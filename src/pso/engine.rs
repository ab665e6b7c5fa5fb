//! Stepped global-best PSO.

use super::config::PsoConfig;
use super::types::Particle;
use crate::objective::Objective;
use crate::problem::{Argument, Bounds, Domain};
use crate::solver::{argmin, AlgorithmKind, Solver, SolverError, StepResult};
use log::debug;
use rand::rngs::StdRng;
use rand::{Rng, SeedableRng};

/// Particle swarm over a box-bounded domain.
///
/// The swarm is created lazily on the first [`Solver::step`]. The global
/// best is refreshed once per iteration from the personal bests, so every
/// particle in an iteration steers towards the same attractor.
///
/// # Example
///
/// ```
/// use u_optsession::objective::{sphere, FnObjective};
/// use u_optsession::problem::{Bounds, Domain};
/// use u_optsession::pso::{ParticleSwarm, PsoConfig};
/// use u_optsession::solver::Solver;
///
/// let config = PsoConfig::default().with_max_iterations(5).with_seed(1);
/// let mut pso = ParticleSwarm::new(config, Domain::new(Bounds::new(-5.0, 5.0)));
/// let objective = FnObjective::new("Sphere", 1, sphere);
///
/// let mut last = f64::INFINITY;
/// for _ in 0..5 {
///     let r = pso.step(&objective).unwrap();
///     assert!(r.best_fitness <= last);
///     last = r.best_fitness;
/// }
/// ```
pub struct ParticleSwarm {
    config: PsoConfig,
    bounds: Vec<Bounds>,
    rng: StdRng,
    seeds: Vec<Vec<f64>>,
    swarm: Vec<Particle>,
    global_best: Option<(Vec<f64>, f64)>,
    iteration: usize,
    evaluations: usize,
}

impl ParticleSwarm {
    pub fn new(config: PsoConfig, domain: Domain) -> Self {
        let rng = match config.seed {
            Some(seed) => StdRng::seed_from_u64(seed),
            None => StdRng::seed_from_u64(rand::random()),
        };
        let bounds = domain.per_axis(config.dimensions);
        Self {
            config,
            bounds,
            rng,
            seeds: Vec::new(),
            swarm: Vec::new(),
            global_best: None,
            iteration: 0,
            evaluations: 0,
        }
    }

    /// Starts the first particles at `seeds`.
    ///
    /// Vectors of the wrong length are skipped; values are clamped to the
    /// domain. Extra seeds beyond the swarm size are ignored.
    pub fn with_seeds(mut self, seeds: &[Argument]) -> Self {
        let n = self.config.dimensions;
        self.seeds = seeds
            .iter()
            .filter(|arg| {
                if arg.values.len() != n {
                    debug!("skipping seed of length {} for {n}-D swarm", arg.values.len());
                    return false;
                }
                true
            })
            .take(self.config.swarm_size)
            .map(|arg| {
                arg.values
                    .iter()
                    .zip(&self.bounds)
                    .map(|(&v, b)| b.clamp(v))
                    .collect()
            })
            .collect();
        self
    }

    /// Offsets the iteration counter, for resuming a run.
    pub fn with_start_generation(mut self, iteration: usize) -> Self {
        self.iteration = iteration;
        self
    }

    /// Current swarm (empty before the first step).
    pub fn swarm(&self) -> &[Particle] {
        &self.swarm
    }

    pub fn config(&self) -> &PsoConfig {
        &self.config
    }

    fn evaluate(
        &mut self,
        objective: &dyn Objective,
        x: &[f64],
        iteration: usize,
    ) -> Result<f64, SolverError> {
        let f = objective.evaluate(x);
        self.evaluations += 1;
        if f.is_nan() {
            return Err(SolverError::NanFitness {
                objective: objective.name().to_string(),
                generation: iteration,
            });
        }
        Ok(f)
    }

    fn initialize(&mut self, objective: &dyn Objective, iteration: usize) -> Result<(), SolverError> {
        let mut positions = std::mem::take(&mut self.seeds);
        while positions.len() < self.config.swarm_size {
            let x = self
                .bounds
                .iter()
                .map(|b| self.rng.random_range(b.min..=b.max))
                .collect();
            positions.push(x);
        }

        let mut swarm = Vec::with_capacity(positions.len());
        for x in positions {
            let v = self
                .bounds
                .iter()
                .map(|b| {
                    let vmax = self.config.initial_velocity * b.width();
                    self.rng.random_range(-vmax..=vmax)
                })
                .collect();
            let f = self.evaluate(objective, &x, iteration)?;
            swarm.push(Particle::new(x, v, f));
        }
        self.swarm = swarm;
        self.update_global_best();
        Ok(())
    }

    fn update_global_best(&mut self) {
        let Some((idx, fitness)) = argmin(self.swarm.iter().map(|p| p.best_fitness)) else {
            return;
        };
        let improved = match &self.global_best {
            Some((_, best)) => fitness < *best,
            None => true,
        };
        if improved {
            self.global_best = Some((self.swarm[idx].best_position.clone(), fitness));
        }
    }

    fn iterate(&mut self, objective: &dyn Objective, iteration: usize) -> Result<(), SolverError> {
        let Some((gbest, _)) = self.global_best.clone() else {
            return Ok(());
        };
        let PsoConfig {
            inertia: w,
            cognitive: c1,
            social: c2,
            bounce_damping,
            ..
        } = self.config;

        for i in 0..self.swarm.len() {
            let p = &mut self.swarm[i];
            for d in 0..p.position.len() {
                let r1: f64 = self.rng.random();
                let r2: f64 = self.rng.random();
                p.velocity[d] = w * p.velocity[d]
                    + c1 * r1 * (p.best_position[d] - p.position[d])
                    + c2 * r2 * (gbest[d] - p.position[d]);
                p.position[d] += p.velocity[d];

                let b = self.bounds[d];
                if !b.contains(p.position[d]) {
                    p.position[d] = b.clamp(p.position[d]);
                    p.velocity[d] *= bounce_damping;
                }
            }

            let x = self.swarm[i].position.clone();
            let f = self.evaluate(objective, &x, iteration)?;
            let p = &mut self.swarm[i];
            p.fitness = f;
            p.update_best();
        }

        self.update_global_best();
        Ok(())
    }
}

impl Solver for ParticleSwarm {
    fn kind(&self) -> AlgorithmKind {
        AlgorithmKind::ParticleSwarm
    }

    fn step(&mut self, objective: &dyn Objective) -> Result<StepResult, SolverError> {
        if self.iteration >= self.config.max_iterations {
            return Err(SolverError::BudgetExhausted {
                budget: self.config.max_iterations,
            });
        }

        let iteration = self.iteration + 1;
        let before = self.evaluations;

        if self.swarm.is_empty() {
            self.initialize(objective, iteration)?;
        }
        self.iterate(objective, iteration)?;
        self.iteration = iteration;

        let (best_vector, best_fitness) = self
            .global_best
            .clone()
            .unwrap_or((Vec::new(), f64::INFINITY));

        Ok(StepResult {
            generation: iteration,
            best_vector,
            best_fitness,
            evaluations_delta: self.evaluations - before,
            snapshot: self.swarm.iter().map(|p| p.position.clone()).collect(),
        })
    }

    fn generation(&self) -> usize {
        self.iteration
    }

    fn best(&self) -> Option<(&[f64], f64)> {
        self.global_best.as_ref().map(|(x, f)| (x.as_slice(), *f))
    }

    fn evaluations(&self) -> usize {
        self.evaluations
    }
}

#[cfg(test)]
mod tests {
    use super::*;
    use crate::objective::{rosenbrock, sphere, FnObjective};
    use proptest::prelude::*;

    const SPHERE: FnObjective = FnObjective::new("Sphere", 1, sphere);

    fn seeded(size: usize, dims: usize, iters: usize, seed: u64) -> ParticleSwarm {
        let config = PsoConfig::default()
            .with_swarm_size(size)
            .with_dimensions(dims)
            .with_max_iterations(iters)
            .with_seed(seed);
        ParticleSwarm::new(config, Domain::new(Bounds::new(-5.0, 5.0)))
    }

    #[test]
    fn test_lazy_initialization() {
        let mut pso = seeded(10, 2, 5, 1);
        assert!(pso.swarm().is_empty());
        let r = pso.step(&SPHERE).unwrap();
        assert_eq!(pso.swarm().len(), 10);
        // 10 initial evaluations + 10 after the first move.
        assert_eq!(r.evaluations_delta, 20);
        let r = pso.step(&SPHERE).unwrap();
        assert_eq!(r.evaluations_delta, 10);
        assert_eq!(r.generation, 2);
    }

    #[test]
    fn test_initial_velocity_bounded() {
        let config = PsoConfig::default()
            .with_swarm_size(50)
            .with_max_iterations(1)
            .with_inertia(1.0)
            .with_coefficients(0.0, 0.0)
            .with_seed(3);
        let mut pso = ParticleSwarm::new(config, Domain::new(Bounds::new(-5.0, 5.0)));
        pso.step(&SPHERE).unwrap();
        // w = 1 and c1 = c2 = 0 keep the initial velocity, or damp it on a
        // bounce. Either way it stays within 0.1 of the axis width.
        for p in pso.swarm() {
            assert!(p.velocity.iter().all(|v| v.abs() <= 1.0));
        }
    }

    #[test]
    fn test_global_best_is_min_personal_best() {
        let mut pso = seeded(20, 3, 10, 9);
        for _ in 0..10 {
            let r = pso.step(&SPHERE).unwrap();
            let min_pbest = pso
                .swarm()
                .iter()
                .map(|p| p.best_fitness)
                .fold(f64::INFINITY, f64::min);
            assert_eq!(r.best_fitness, min_pbest);
        }
    }

    #[test]
    fn test_seeds_used_first() {
        let seeds = vec![Argument::from(vec![0.0, 0.0]), Argument::from(vec![1.0])];
        let mut pso = seeded(5, 2, 3, 2).with_seeds(&seeds);
        let r = pso.step(&SPHERE).unwrap();
        assert_eq!(r.best_fitness, 0.0);
        assert_eq!(r.best_vector, vec![0.0, 0.0]);
    }

    #[test]
    fn test_budget_exhausted() {
        let mut pso = seeded(5, 2, 1, 2);
        pso.step(&SPHERE).unwrap();
        assert_eq!(
            pso.step(&SPHERE),
            Err(SolverError::BudgetExhausted { budget: 1 })
        );
    }

    #[test]
    fn test_nan_fitness() {
        let nan = FnObjective::new("Nan", 1, |_| f64::NAN);
        let mut pso = seeded(5, 2, 3, 1);
        assert!(matches!(
            pso.step(&nan),
            Err(SolverError::NanFitness { generation: 1, .. })
        ));
    }

    #[test]
    fn test_secondary_bounds_respected() {
        let config = PsoConfig::default()
            .with_swarm_size(30)
            .with_dimensions(2)
            .with_max_iterations(10)
            .with_seed(11);
        let domain = Domain::new(Bounds::new(-5.0, 5.0)).with_secondary(Bounds::new(0.0, 0.5));
        let mut pso = ParticleSwarm::new(config, domain);
        for _ in 0..10 {
            let r = pso.step(&SPHERE).unwrap();
            assert!(r.snapshot.iter().all(|x| (0.0..=0.5).contains(&x[1])));
            assert!(r.snapshot.iter().all(|x| (-5.0..=5.0).contains(&x[0])));
            assert!((0.0..=0.5).contains(&r.best_vector[1]));
        }
        for p in pso.swarm() {
            assert!((0.0..=0.5).contains(&p.best_position[1]));
        }
    }

    #[test]
    fn test_converges_on_rosenbrock() {
        let objective = FnObjective::new("Rosenbrock", 2, rosenbrock);
        let mut pso = seeded(30, 2, 100, 17);
        let first = pso.step(&objective).unwrap();
        let mut last = first.clone();
        for _ in 1..100 {
            last = pso.step(&objective).unwrap();
        }
        assert!(last.best_fitness < first.best_fitness || first.best_fitness == 0.0);
        assert!(last.best_fitness < 1.0, "got {}", last.best_fitness);
    }

    proptest! {
        #[test]
        fn prop_positions_stay_in_bounds(seed in 0u64..500, dims in 1usize..5) {
            let mut pso = seeded(8, dims, 10, seed);
            let mut prev = f64::INFINITY;
            for _ in 0..10 {
                let r = pso.step(&SPHERE).unwrap();
                prop_assert!(r.best_fitness <= prev);
                prev = r.best_fitness;
                for x in &r.snapshot {
                    prop_assert!(x.iter().all(|v| (-5.0..=5.0).contains(v)));
                }
            }
        }
    }
}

______

= PROBLEM DESCRIPTION =
After locating the line with "use super::*;" above, return that line and every later line through the one with "assert_eq!(r.evaluations_delta, 20);", word for word and with nothing else.

= PROBLEM SOLUTION =
    use super::*;
    use crate::objective::{rosenbrock, sphere, FnObjective};
    use proptest::prelude::*;

    const SPHERE: FnObjective = FnObjective::new("Sphere", 1, sphere);

    fn seeded(size: usize, dims: usize, iters: usize, seed: u64) -> ParticleSwarm {
        let config = PsoConfig::default()
            .with_swarm_size(size)
            .with_dimensions(dims)
            .with_max_iterations(iters)
            .with_seed(seed);
        ParticleSwarm::new(config, Domain::new(Bounds::new(-5.0, 5.0)))
    }

    #[test]
    fn test_lazy_initialization() {
        let mut pso = seeded(10, 2, 5, 1);
        assert!(pso.swarm().is_empty());
        let r = pso.step(&SPHERE).unwrap();
        assert_eq!(pso.swarm().len(), 10);
        // 10 initial evaluations + 10 after the first move.
        assert_eq!(r.evaluations_delta, 20);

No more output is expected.